Además de las vacas, los pájaros, los canchales, las ancinas, los güaperos y
tós los bichos que haigan en el campo… no me s'ocurre na más.
—¿Sabe usté que al
lao de la cancilla hay una iglesia?
—Sí, hijo. Ya
estaba allí ende antes de nacé mi agüelo…
—Pos, m'he metío
endentro d'ella y…
Irrumpió José sin
dejarle terminar la frase.
—No habrás jecho
na malo allí endrento, ¿verdá?
—Qué cosas tiene
usté, papa… Aunque usté no me crea, yo,
siempre hago to lo que usté m'ha enseñao desde chiquinino —dijo con tono y el
semblante afligidos.
—¡Y que me entere,
yo, que no es asína!..., qu'entonces te vas a enterá de lo que vale un peine.
—Papa, la puerta
estaba abierta y solo ha sío un ratino.
—¿Y qué es lo que
había endrento? —indagó, con ánimos de saber que más había ocurrido, mientras
ambos aguardaban sentados a la mesa para comer.
—Una Virgen con el
niño, tan bonita o más que la del Puerto, un Santo, una pila de bautizá y en la
paré unos azulejos mu bonitos.
—Jace mucho saños
que sé lo que hay allí… siendo, yo, un muchacho, estando ayuando a jacé picón a
tu agüelo: enllegó un jombre montao en un caballo, caballo…, de esos de montá,
¡paeceme como si lo estoy viendo ahora mesmo!, un tiarrón, de unos cuarenta
años, grande y fuerte que, embajo de su arrugao y viejo sombrero, asomaba su
larga, negra y ondulá mata de pelo… To entero estaba tapao con una capa toa
arrañá y sus pies, calzáos con unos embarraos, grasientos y agrietáos
borcéguines que llevaba metíos en lo sestribos… abajándose de un brinco del
caballo mos dijo que: «Sí queréis véla por drento sos la pueo enseñá», mi padre
dijo: «Sí, con mucho gusto güen jombre».
»Al acercamos a
él, se fue hasta un pozo cay al lao de la ermita y sacó una lata d'agua y
bebió…, endespués se la dio a mi padre, y, mi padre antes de bebé me la dio a
mí… ¡entoavia m'acuerdo lo rica y fresca que estaba!… Cuando salimos de la
igresia, enmientras se liaban y fumaban un cigarro, el jombre aquel mos contó
que: «La ermita perteneció a un grupo de cofrades y que jace mucho, mucho
saños, según cuentan lo samos, aquí se celebraban dos romerías al año. La
primera el último domingo de abril y la segunda el último domingo de agosto».

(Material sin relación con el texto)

//! Mesh asset boundary and the flat vertex cache the rasterizer consumes.

mod texture;

pub use texture::{ImageData, TextureCache};

use glam::{Vec2, Vec3, Vec4};

use crate::error::RenderError;
use crate::rendering::Rgba;

/// Primitive topology of a mesh source. Only triangle lists survive the
/// trip into a [`GeometryCache`]; everything else is an explicit error.
#[derive(Clone, Copy, Debug, PartialEq, Eq)]
pub enum Topology {
    TriangleList,
    TriangleStrip,
    TriangleFan,
    LineList,
    PointList,
}

/// Vertex positions as authored. Planar meshes are promoted to `z = 0`
/// during the build; homogeneous positions are taken verbatim.
#[derive(Clone, Debug)]
pub enum PositionChannel {
    Planar(Vec<Vec2>),
    Spatial(Vec<Vec3>),
    Homogeneous(Vec<Vec4>),
}

impl PositionChannel {
    fn len(&self) -> usize {
        match self {
            PositionChannel::Planar(v) => v.len(),
            PositionChannel::Spatial(v) => v.len(),
            PositionChannel::Homogeneous(v) => v.len(),
        }
    }

    fn get(&self, i: usize) -> Vec4 {
        match self {
            PositionChannel::Planar(v) => v[i].extend(0.0).extend(1.0),
            PositionChannel::Spatial(v) => v[i].extend(1.0),
            PositionChannel::Homogeneous(v) => v[i],
        }
    }
}

/// Mesh as delivered by the asset collaborator: a topology tag plus optional
/// per-vertex channels. Channels shorter than the position channel fall back
/// to defaults per vertex rather than failing the build.
#[derive(Clone, Debug)]
pub struct MeshData {
    pub topology: Topology,
    pub positions: Option<PositionChannel>,
    pub normals: Vec<Vec3>,
    pub uvs: Vec<Vec2>,
    pub colors: Vec<Rgba>,
    pub indices: Vec<u32>,
}

impl MeshData {
    pub fn triangle_list() -> Self {
        MeshData {
            topology: Topology::TriangleList,
            positions: None,
            normals: Vec::new(),
            uvs: Vec::new(),
            colors: Vec::new(),
            indices: Vec::new(),
        }
    }

    /// Axis-aligned rectangle in the XY plane, centered at the origin.
    /// Authored planar to exercise the 2-D promotion path.
    pub fn quad(width: f32, height: f32) -> Self {
        let hw = width * 0.5;
        let hh = height * 0.5;
        let corners = [
            Vec2::new(-hw, -hh),
            Vec2::new(hw, -hh),
            Vec2::new(hw, hh),
            Vec2::new(-hw, hh),
        ];
        let mut mesh = MeshData::triangle_list();
        mesh.positions = Some(PositionChannel::Planar(corners.to_vec()));
        mesh.uvs = vec![
            Vec2::new(0.0, 0.0),
            Vec2::new(1.0, 0.0),
            Vec2::new(1.0, 1.0),
            Vec2::new(0.0, 1.0),
        ];
        mesh.indices = vec![0, 1, 2, 0, 2, 3];
        mesh
    }

    /// Axis-aligned box with per-face normals, 12 triangles.
    pub fn cube(size: f32) -> Self {
        let h = size * 0.5;
        let mut positions = Vec::with_capacity(36);
        let mut normals = Vec::with_capacity(36);
        // (normal, face basis u, face basis v)
        let faces = [
            (Vec3::X, Vec3::Y, Vec3::Z),
            (Vec3::NEG_X, Vec3::Z, Vec3::Y),
            (Vec3::Y, Vec3::Z, Vec3::X),
            (Vec3::NEG_Y, Vec3::X, Vec3::Z),
            (Vec3::Z, Vec3::X, Vec3::Y),
            (Vec3::NEG_Z, Vec3::Y, Vec3::X),
        ];
        for (n, u, v) in faces {
            let origin = n * h;
            let quad = [
                origin - u * h - v * h,
                origin + u * h - v * h,
                origin + u * h + v * h,
                origin - u * h + v * h,
            ];
            for &i in &[0usize, 1, 2, 0, 2, 3] {
                positions.push(quad[i]);
                normals.push(n);
            }
        }
        let mut mesh = MeshData::triangle_list();
        mesh.positions = Some(PositionChannel::Spatial(positions));
        mesh.normals = normals;
        mesh
    }

    pub fn with_colors(mut self, colors: Vec<Rgba>) -> Self {
        self.colors = colors;
        self
    }
}

/// One interleaved vertex as the rasterizer reads it.
#[derive(Clone, Copy, Debug, PartialEq)]
pub struct Vertex {
    pub position: Vec4,
    pub normal: Vec3,
    pub uv: Vec2,
    pub color: Rgba,
}

/// Flat, de-indexed triangle list built once per mesh asset and shared
/// read-only (`Arc`) across every renderable that uses the mesh.
#[derive(Clone, Debug)]
pub struct GeometryCache {
    vertices: Vec<Vertex>,
    has_vertex_colors: bool,
}

impl GeometryCache {
    pub fn build(mesh: &MeshData) -> Result<Self, RenderError> {
        if mesh.topology != Topology::TriangleList {
            return Err(RenderError::UnsupportedTopology(mesh.topology));
        }
        let positions = mesh
            .positions
            .as_ref()
            .ok_or(RenderError::MissingPositions)?;
        let count = positions.len();

        let fetch = |i: u32| -> Result<Vertex, RenderError> {
            let i = i as usize;
            if i >= count {
                return Err(RenderError::IndexOutOfBounds {
                    index: i as u32,
                    count,
                });
            }
            Ok(Vertex {
                position: positions.get(i),
                normal: mesh.normals.get(i).copied().unwrap_or(Vec3::Z),
                uv: mesh.uvs.get(i).copied().unwrap_or(Vec2::ZERO),
                color: mesh.colors.get(i).copied().unwrap_or(Rgba::WHITE),
            })
        };

        let mut vertices = Vec::new();
        if mesh.indices.is_empty() {
            vertices.reserve(count);
            for i in 0..count {
                vertices.push(fetch(i as u32)?);
            }
        } else {
            vertices.reserve(mesh.indices.len());
            for &i in &mesh.indices {
                vertices.push(fetch(i)?);
            }
        }
        // Trailing vertices that do not form a full triangle are dropped.
        vertices.truncate(vertices.len() / 3 * 3);

        let has_vertex_colors = vertices.iter().any(|v| v.color != Rgba::WHITE);
        Ok(GeometryCache { vertices, has_vertex_colors })
    }

    pub fn vertices(&self) -> &[Vertex] {
        &self.vertices
    }

    pub fn triangle_count(&self) -> usize {
        self.vertices.len() / 3
    }

    /// True when the source carried meaningful per-vertex colors, which
    /// turns on vertex-color interpolation in the default pipeline config.
    pub fn has_vertex_colors(&self) -> bool {
        self.has_vertex_colors
    }
}
use glam::Vec2;

use crate::error::RenderError;
use crate::rendering::Rgba;

/// Raw RGBA pixel grid as delivered by the asset collaborator.
#[derive(Clone, Debug)]
pub struct ImageData {
    pub width: u32,
    pub height: u32,
    pub pixels: Vec<Rgba>,
}

impl ImageData {
    /// Two-color checker pattern, handy for demos and uv tests.
    pub fn checker(width: u32, height: u32, a: Rgba, b: Rgba) -> Self {
        let mut pixels = Vec::with_capacity((width * height) as usize);
        for y in 0..height {
            for x in 0..width {
                pixels.push(if (x + y) % 2 == 0 { a } else { b });
            }
        }
        ImageData { width, height, pixels }
    }
}

/// Validated texture shared read-only across renderables. Sampling is
/// nearest-neighbor with wrapping uv, matching the renderer's blocky output.
#[derive(Clone, Debug)]
pub struct TextureCache {
    width: u32,
    height: u32,
    pixels: Vec<Rgba>,
}

impl TextureCache {
    pub fn build(image: &ImageData) -> Result<Self, RenderError> {
        let expected = (image.width as usize) * (image.height as usize);
        if image.pixels.len() != expected || expected == 0 {
            return Err(RenderError::ImageSizeMismatch {
                len: image.pixels.len(),
                width: image.width,
                height: image.height,
            });
        }
        Ok(TextureCache {
            width: image.width,
            height: image.height,
            pixels: image.pixels.clone(),
        })
    }

    pub fn sample(&self, uv: Vec2) -> Rgba {
        let u = uv.x.rem_euclid(1.0);
        let v = uv.y.rem_euclid(1.0);
        let x = ((u * self.width as f32) as u32).min(self.width - 1);
        let y = ((v * self.height as f32) as u32).min(self.height - 1);
        self.pixels[(y * self.width + x) as usize]
    }
}
/// Error taxonomy for the glyph renderer.
///
/// Configuration errors are fatal at construction time. Everything that can
/// go wrong per renderable or per triangle is contained locally and never
/// aborts a frame; those paths log instead of returning errors.
use crate::geometry::Topology;

#[derive(Debug, thiserror::Error)]
pub enum RenderError {
    /// Raised when a renderer is constructed without a target surface.
    #[error("no target surface available; create a window before the renderer")]
    NoSurface,

    /// Only triangle lists are rasterized. Lines, strips and fans are
    /// explicitly unimplemented rather than silently misdrawn.
    #[error("unsupported mesh topology {0:?}; only triangle lists are rasterized")]
    UnsupportedTopology(Topology),

    #[error("mesh source has no vertex position channel")]
    MissingPositions,

    #[error("vertex index {index} out of bounds for {count} vertices")]
    IndexOutOfBounds { index: u32, count: usize },

    #[error("image pixel data length {len} does not match {width}x{height}")]
    ImageSizeMismatch { len: usize, width: u32, height: u32 },

    /// Styles that map several buffer pixels onto one glyph allocate their
    /// scaled buffers, but their assembly pass is not implemented.
    #[error("symbol density {x}x{y} assembly is not implemented")]
    UnimplementedSymbolDensity { x: usize, y: usize },
}
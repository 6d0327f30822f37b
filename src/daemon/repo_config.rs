use serde::Deserialize;
use std::time::Duration;

use super::duration;

/// A `[[Repo]]` block as written in the config file.
#[derive(Debug, Default, Deserialize)]
pub struct RepoCfg {
    /// Registry key and mirror directory (derived from the origin when absent)
    #[serde(default, rename = "Name", alias = "name")]
    pub name: Option<String>,
    /// Remote URL or SCP-like address to mirror
    #[serde(default, rename = "Origin", alias = "origin")]
    pub origin: String,
    /// Time between updates (falls back to the global interval)
    #[serde(
        default,
        rename = "Interval",
        alias = "interval",
        deserialize_with = "duration::deserialize_opt"
    )]
    pub interval: Option<Duration>,
    /// Limit for each git invocation (falls back to the global timeout)
    #[serde(
        default,
        rename = "Timeout",
        alias = "timeout",
        deserialize_with = "duration::deserialize_opt"
    )]
    pub timeout: Option<Duration>,
}

/// A validated, registered repository.
#[derive(Debug, Clone, PartialEq, Eq)]
pub struct Repository {
    pub name: String,
    pub origin: String,
    pub interval: Duration,
    pub timeout: Option<Duration>,
}
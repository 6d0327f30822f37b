use super::duration;
use super::errors::ConfigError;
use super::naming::{derive_name, validate_name};
use super::registry::{is_nested, Registry};
use super::repo_config::{RepoCfg, Repository};
use log::warn;
use serde::Deserialize;
use std::path::{Component, Path, PathBuf};
use std::time::Duration;

pub const DEFAULT_LISTEN_ADDR: &str = ":8080";
pub const DEFAULT_INTERVAL: Duration = Duration::from_secs(15 * 60);

fn default_fallback() -> bool { true }

/// The config file as written.
#[derive(Deserialize, Debug)]
struct Config {
    #[serde(default, rename = "ListenAddr", alias = "listenaddr", alias = "listen_addr")]
    listen_addr: String,
    #[serde(
        default,
        rename = "Interval",
        alias = "interval",
        deserialize_with = "duration::deserialize_opt"
    )]
    interval: Option<Duration>,
    #[serde(default, rename = "BasePath", alias = "basepath", alias = "base_path")]
    base_path: String,
    #[serde(
        default,
        rename = "Timeout",
        alias = "timeout",
        deserialize_with = "duration::deserialize_opt"
    )]
    timeout: Option<Duration>,
    #[serde(default = "default_fallback", rename = "Fallback", alias = "fallback")]
    fallback: bool,
    #[serde(default, rename = "Repo", alias = "repo")]
    repos: Vec<RepoCfg>,
}

/// Daemon-wide settings after defaults have been applied.
#[derive(Debug, Clone, PartialEq, Eq)]
pub struct GlobalConfig {
    pub listen_addr: String,
    pub interval: Duration,
    /// Absolute directory holding every mirror
    pub base_path: PathBuf,
    pub timeout: Option<Duration>,
    /// Serve the whole base path for requests no repository claims
    pub fallback: bool,
}

impl GlobalConfig {
    /// Address to bind; a bare `:port` listens on all interfaces.
    pub fn bind_addr(&self) -> String {
        match self.listen_addr.strip_prefix(':') {
            Some(port) => format!("0.0.0.0:{port}"),
            None => self.listen_addr.clone(),
        }
    }
}

/// Read a config file and resolve it into global settings and a registry.
pub fn load(path: &Path) -> Result<(GlobalConfig, Registry), ConfigError> {
    let file_text = std::fs::read_to_string(path).map_err(|source| ConfigError::Read {
        path: path.to_path_buf(),
        source,
    })?;
    let config: Config = toml::from_str(&file_text).map_err(|source| ConfigError::Parse {
        path: path.to_path_buf(),
        source,
    })?;
    resolve(config, path)
}

fn resolve(config: Config, path: &Path) -> Result<(GlobalConfig, Registry), ConfigError> {
    let listen_addr = if config.listen_addr.is_empty() {
        DEFAULT_LISTEN_ADDR.to_string()
    } else {
        config.listen_addr
    };
    let base_path = if config.base_path.is_empty() { "." } else { config.base_path.as_str() };
    let base_path = absolutize(Path::new(base_path)).map_err(|source| ConfigError::BasePath {
        path: PathBuf::from(base_path),
        source,
    })?;
    let global = GlobalConfig {
        listen_addr,
        interval: config.interval.unwrap_or(DEFAULT_INTERVAL),
        base_path,
        timeout: config.timeout,
        fallback: config.fallback,
    };

    if config.repos.is_empty() {
        return Err(ConfigError::NoRepositories { path: path.to_path_buf() });
    }

    let mut registry = Registry::default();
    for (i, decl) in config.repos.into_iter().enumerate() {
        if decl.origin.is_empty() {
            return Err(ConfigError::MissingOrigin { index: i + 1, path: path.to_path_buf() });
        }

        // Generate a name if there isn't one already
        let name = match decl.name.filter(|name| !name.is_empty()) {
            Some(name) => name,
            None => derive_name(&decl.origin),
        };
        if name.is_empty() {
            return Err(ConfigError::UnnamedOrigin {
                origin: decl.origin,
                path: path.to_path_buf(),
            });
        }
        if let Err(reason) = validate_name(&name) {
            return Err(ConfigError::InvalidName { name, reason, path: path.to_path_buf() });
        }

        let repo = Repository {
            name,
            origin: decl.origin,
            interval: decl.interval.unwrap_or(global.interval),
            timeout: decl.timeout.or(global.timeout),
        };
        if let Err(repo) = registry.insert(repo) {
            return Err(ConfigError::DuplicateName { name: repo.name, path: path.to_path_buf() });
        }
    }

    for (short, long) in registry.overlaps() {
        if is_nested(short, long) {
            return Err(ConfigError::NestedName {
                outer: short.to_string(),
                inner: long.to_string(),
                path: path.to_path_buf(),
            });
        }
        warn!("repo name {short} is a textual prefix of {long}");
    }

    Ok((global, registry))
}

/// Make `path` absolute against the working directory and clean it lexically.
fn absolutize(path: &Path) -> std::io::Result<PathBuf> {
    let joined = if path.is_absolute() {
        path.to_path_buf()
    } else {
        std::env::current_dir()?.join(path)
    };
    let mut clean = PathBuf::new();
    for component in joined.components() {
        match component {
            Component::CurDir => {}
            Component::ParentDir => {
                clean.pop();
            }
            other => clean.push(other.as_os_str()),
        }
    }
    Ok(clean)
}
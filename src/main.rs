mod daemon;

use clap::Parser;
use log::error;
use std::path::PathBuf;
use std::process::ExitCode;

/// Keep bare git mirrors up to date and serve them over HTTP.
#[derive(Parser)]
#[command(version)]
struct Cli {
    /// Path to config TOML
    config: PathBuf,
    /// Log at debug level (RUST_LOG takes precedence)
    #[arg(short, long)]
    verbose: bool,
    /// Validate the config, print the resolved repos and exit
    #[arg(long)]
    check: bool,
}

#[tokio::main]
async fn main() -> ExitCode {
    let args = Cli::parse();
    let level = if args.verbose { "debug" } else { "info" };
    env_logger::Builder::from_env(env_logger::Env::default().default_filter_or(level)).init();

    let result = match daemon::config::load(&args.config) {
        Ok((global, registry)) if args.check => {
            daemon::describe(&global, &registry);
            Ok(())
        }
        Ok((global, registry)) => daemon::run(global, registry).await,
        Err(err) => Err(err.into()),
    };

    match result {
        Ok(()) => ExitCode::SUCCESS,
        Err(err) => {
            error!("{err}");
            ExitCode::FAILURE
        }
    }
}
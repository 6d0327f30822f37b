//! Registry keys derived from repository origins.

use std::path::{Component, Path};
use url::Url;

/// Derive a repository name from its origin.
///
/// Hierarchical URLs (`https://host/path`) become `host/path`. Anything else is
/// read as an SCP-like address (`[user@]host:path`) and becomes `host/path`.
/// The result may be empty, in which case the repository needs an explicit name.
pub fn derive_name(origin: &str) -> String {
    if let Ok(url) = Url::parse(origin) {
        if !url.cannot_be_a_base() {
            return from_url(&url);
        }
    }
    from_scp(origin)
}

fn from_url(url: &Url) -> String {
    let mut host = url.host_str().unwrap_or_default().to_string();
    if let Some(port) = url.port() {
        host.push_str(&format!(":{port}"));
    }
    let path = urlencoding::decode(url.path())
        .map(|decoded| decoded.into_owned())
        .unwrap_or_else(|_| url.path().to_string());
    collapse_slashes(&format!("{host}{path}"))
}

fn from_scp(origin: &str) -> String {
    let address = origin.rsplit('@').next().unwrap_or_default();
    collapse_slashes(&address.replace(':', "/"))
}

/// Drop empty segments, so `host//srv/repo` becomes `host/srv/repo`.
fn collapse_slashes(name: &str) -> String {
    name.split('/')
        .filter(|segment| !segment.is_empty())
        .collect::<Vec<_>>()
        .join("/")
}

/// Check that a name can safely be used as a directory below the base path
/// and as a URL prefix.
pub fn validate_name(name: &str) -> Result<(), &'static str> {
    if name.is_empty() {
        return Err("name is empty");
    }
    if name.starts_with('/') || Path::new(name).is_absolute() {
        return Err("name must be a relative path");
    }
    for segment in name.split('/') {
        if segment.is_empty() {
            return Err("name contains an empty path segment");
        }
        if segment == "." || segment == ".." {
            return Err("name must not contain '.' or '..' segments");
        }
    }
    if !Path::new(name)
        .components()
        .all(|component| matches!(component, Component::Normal(_)))
    {
        return Err("name must be a plain relative path");
    }
    Ok(())
}
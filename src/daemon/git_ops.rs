use super::errors::{CommandError, MirrorError};
use super::repo_config::Repository;
use git2::Repository as GitRepository;
use log::debug;
use std::ffi::OsStr;
use std::future::Future;
use std::io::ErrorKind;
use std::path::{Path, PathBuf};
use std::process::Stdio;
use std::time::Duration;
use tokio::process::Command;
use tokio::{fs, time};

/// What a successful synchronisation did.
#[derive(Debug, Clone, Copy, PartialEq, Eq)]
pub enum SyncAction {
    Cloned,
    Refreshed,
}

#[derive(Debug, Clone, Copy, PartialEq, Eq)]
pub struct SyncReport {
    pub action: SyncAction,
    /// Number of references in the mirror, when it could be inspected
    pub refs: Option<usize>,
}

/// Brings one repository's mirror up to date.
pub trait MirrorExecutor: Send + Sync + 'static {
    fn sync<'a>(
        &'a self,
        repo: &'a Repository,
    ) -> impl Future<Output = Result<SyncReport, MirrorError>> + Send + 'a;
}

/// Keeps mirrors under `base_path` fresh by running the `git` binary.
#[derive(Debug, Clone)]
pub struct GitExecutor {
    base_path: PathBuf,
    git: PathBuf,
}

impl GitExecutor {
    pub fn new(base_path: impl Into<PathBuf>) -> Self {
        Self { base_path: base_path.into(), git: PathBuf::from("git") }
    }

    /// Run `git` from somewhere other than `PATH`.
    #[cfg(test)]
    fn with_git(mut self, git: impl Into<PathBuf>) -> Self {
        self.git = git.into();
        self
    }

    /// Directory holding the mirror of `repo`.
    pub fn mirror_path(&self, repo: &Repository) -> PathBuf {
        self.base_path.join(&repo.name)
    }

    async fn mirror(&self, repo: &Repository) -> Result<SyncReport, MirrorError> {
        let repo_path = self.mirror_path(repo);
        debug!("Checking mirror {} for {}", repo_path.display(), repo.name);

        let action = match fs::metadata(&repo_path).await {
            Ok(_) => {
                // Directory exists, update.
                self.git(&["remote", "update"], &repo_path, repo.timeout)
                    .await
                    .map_err(|source| MirrorError::Refresh {
                        name: repo.name.clone(),
                        path: repo_path.clone(),
                        source,
                    })?;
                SyncAction::Refreshed
            }
            Err(err) if err.kind() == ErrorKind::NotFound => {
                let parent = repo_path.parent().unwrap_or(&self.base_path);
                fs::create_dir_all(parent).await.map_err(|source| MirrorError::Mkdir {
                    name: repo.name.clone(),
                    path: repo_path.clone(),
                    source,
                })?;
                let args = [
                    OsStr::new("clone"),
                    OsStr::new("--mirror"),
                    OsStr::new("--"),
                    OsStr::new(&repo.origin),
                    repo_path.as_os_str(),
                ];
                self.git(&args, parent, repo.timeout)
                    .await
                    .map_err(|source| MirrorError::Clone {
                        name: repo.name.clone(),
                        origin: repo.origin.clone(),
                        source,
                    })?;
                SyncAction::Cloned
            }
            Err(source) => {
                return Err(MirrorError::Stat { name: repo.name.clone(), path: repo_path, source });
            }
        };

        self.git(&["update-server-info"], &repo_path, repo.timeout)
            .await
            .map_err(|source| MirrorError::PublishInfo {
                name: repo.name.clone(),
                path: repo_path.clone(),
                source,
            })?;

        Ok(SyncReport { action, refs: count_refs(&repo_path) })
    }

    async fn git<S: AsRef<OsStr>>(&self, args: &[S], dir: &Path, timeout: Option<Duration>) -> Result<(), CommandError> {
        let mut command = Command::new(&self.git);
        command.args(args).current_dir(dir);
        run_command(command, timeout).await
    }
}

impl MirrorExecutor for GitExecutor {
    fn sync<'a>(
        &'a self,
        repo: &'a Repository,
    ) -> impl Future<Output = Result<SyncReport, MirrorError>> + Send + 'a {
        self.mirror(repo)
    }
}

/// Run a command to completion, killing it if it outlives `timeout`.
pub async fn run_command(mut command: Command, timeout: Option<Duration>) -> Result<(), CommandError> {
    let description = describe(&command);
    debug!("Running {description}");
    command
        .stdin(Stdio::null())
        .stdout(Stdio::null())
        .stderr(Stdio::piped())
        .kill_on_drop(true);

    let child = command.spawn().map_err(|source| CommandError::Spawn {
        command: description.clone(),
        source,
    })?;
    let output = match timeout {
        Some(after) => match time::timeout(after, child.wait_with_output()).await {
            Ok(output) => output,
            Err(_) => return Err(CommandError::TimedOut { command: description, after }),
        },
        None => child.wait_with_output().await,
    }
    .map_err(|source| CommandError::Spawn { command: description.clone(), source })?;

    if output.status.success() {
        Ok(())
    } else {
        Err(CommandError::Failed {
            command: description,
            status: output.status,
            stderr: String::from_utf8_lossy(&output.stderr).trim().to_string(),
        })
    }
}

fn describe(command: &Command) -> String {
    let std = command.as_std();
    std::iter::once(std.get_program())
        .chain(std.get_args())
        .map(|part| part.to_string_lossy())
        .collect::<Vec<_>>()
        .join(" ")
}

fn count_refs(repo_path: &Path) -> Option<usize> {
    let inspect = || -> Result<usize, git2::Error> {
        let repository = GitRepository::open_bare(repo_path)?;
        let count = repository.references()?.count();
        Ok(count)
    };
    match inspect() {
        Ok(count) => Some(count),
        Err(error) => {
            debug!("could not inspect {}: {error}", repo_path.display());
            None
        }
    }
}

Y, mos dijo, tamién que: «En la segunda, se daba a cá cofrade, ocho libras de
carnes de vaca y once cuartillos de vino, y, como tamién jabía mujeres:
aquello, acabó convirtiéndose en un puterío y dejaron de cerebrase la
romerías».
Manuela apareció
en el salón detrás de una humeante, olorosa y apetecible cazuela de arroz con
pollo.
—Vamos, dejarsos
ya de tanta cháchara: que ya va siendo hora de comé.
Antonio se puso en
pie y comenzó a olisquear en todas direcciones al igual que lo hacen los
perdigueros cuando salen al campo.
—¡Hmm!, que bien
güele mama.
—¡Anda!, y no me
seas pamplinero, ¡alevántate y vete poniendo la mesa!
Después de comer y
disfrutar de la siesta, los tres decidieron bajar a la calle para conversar con
los residentes y amigos, como era habitual en el vecindario, sentados unos en
las sillas; otros en las hamacas y el resto en la acera, hasta que, a eso de
las diez y media, Antonio se subió a cenar. Un par de horas más tarde lo harían
sus padres: finalizando así la reunión vecinal.